WHAT TO WORK ON -> "execution" is the word to look for; copy each line of the listing where it occurs.

MATERIAL SHOWN ->
# # # #
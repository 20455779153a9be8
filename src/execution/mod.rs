//! Publish execution

pub mod publisher;

pub use publisher::{index_line, Publisher, PublishError, PublishEvent, PublishOutcome};
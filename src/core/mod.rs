//! Core domain models for publishing
//!
//! This module defines the configuration, the CI environment snapshot,
//! the publish decision, and artifact discovery.

pub mod artifacts;
pub mod config;
pub mod destination;
pub mod environment;

pub use artifacts::ArtifactPattern;
pub use config::{ChannelConfig, PublisherConfig};
pub use destination::{Channel, Decision, SkipReason};
pub use environment::{CiEnvironment, EventType};
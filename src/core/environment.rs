//! Snapshot of the CI environment

use crate::core::config::PublisherConfig;
use serde::Serialize;
use std::fmt;

/// How the CI run was triggered
#[derive(Debug, Clone, PartialEq, Eq, Serialize)]
#[serde(rename_all = "snake_case")]
pub enum EventType {
    Push,
    PullRequest,
    Cron,
    Api,
    /// Any other trigger, including an unset variable (empty string)
    Other(String),
}

impl EventType {
    /// Parse an event type string as CI systems report it
    pub fn parse(value: &str) -> Self {
        let trimmed = value.trim();
        match trimmed.to_ascii_lowercase().as_str() {
            "push" => EventType::Push,
            "pull_request" => EventType::PullRequest,
            "cron" => EventType::Cron,
            "api" => EventType::Api,
            _ => EventType::Other(trimmed.to_string()),
        }
    }
}

impl fmt::Display for EventType {
    fn fmt(&self, f: &mut fmt::Formatter<'_>) -> fmt::Result {
        match self {
            EventType::Push => write!(f, "push"),
            EventType::PullRequest => write!(f, "pull_request"),
            EventType::Cron => write!(f, "cron"),
            EventType::Api => write!(f, "api"),
            EventType::Other(s) if s.is_empty() => write!(f, "<unset>"),
            EventType::Other(s) => write!(f, "{}", s),
        }
    }
}

/// Parse a boolean-like flag. Unset or unrecognized values are false.
pub fn parse_flag(value: Option<&str>) -> bool {
    match value {
        Some(v) => matches!(
            v.trim().to_ascii_lowercase().as_str(),
            "true" | "1" | "yes" | "on"
        ),
        None => false,
    }
}

/// Environment values read once at startup
///
/// Secrets are not captured here; they are resolved lazily through the
/// lookup only after a publish decision has been made.
#[derive(Debug, Clone, PartialEq, Eq, Serialize)]
pub struct CiEnvironment {
    /// Whether this job produced wheels
    pub build_wheel: bool,

    /// How the run was triggered
    pub event_type: EventType,
}

impl CiEnvironment {
    /// Read the environment variables named in `config` through `lookup`
    pub fn from_lookup<F>(config: &PublisherConfig, lookup: F) -> Self
    where
        F: Fn(&str) -> Option<String>,
    {
        let build_wheel = parse_flag(lookup(config.build_wheel_env.as_str()).as_deref());
        let event_type = EventType::parse(
            lookup(config.event_type_env.as_str()).as_deref().unwrap_or_default(),
        );

        Self {
            build_wheel,
            event_type,
        }
    }

    /// Read from the process environment
    pub fn from_process(config: &PublisherConfig) -> Self {
        Self::from_lookup(config, process_lookup)
    }
}

/// Lookup backed by the process environment
pub fn process_lookup(name: &str) -> Option<String> {
    std::env::var(name).ok()
}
# # # #
EXERCISE SOLUTION ->
filename src/execution/mod.rs
//! Publish execution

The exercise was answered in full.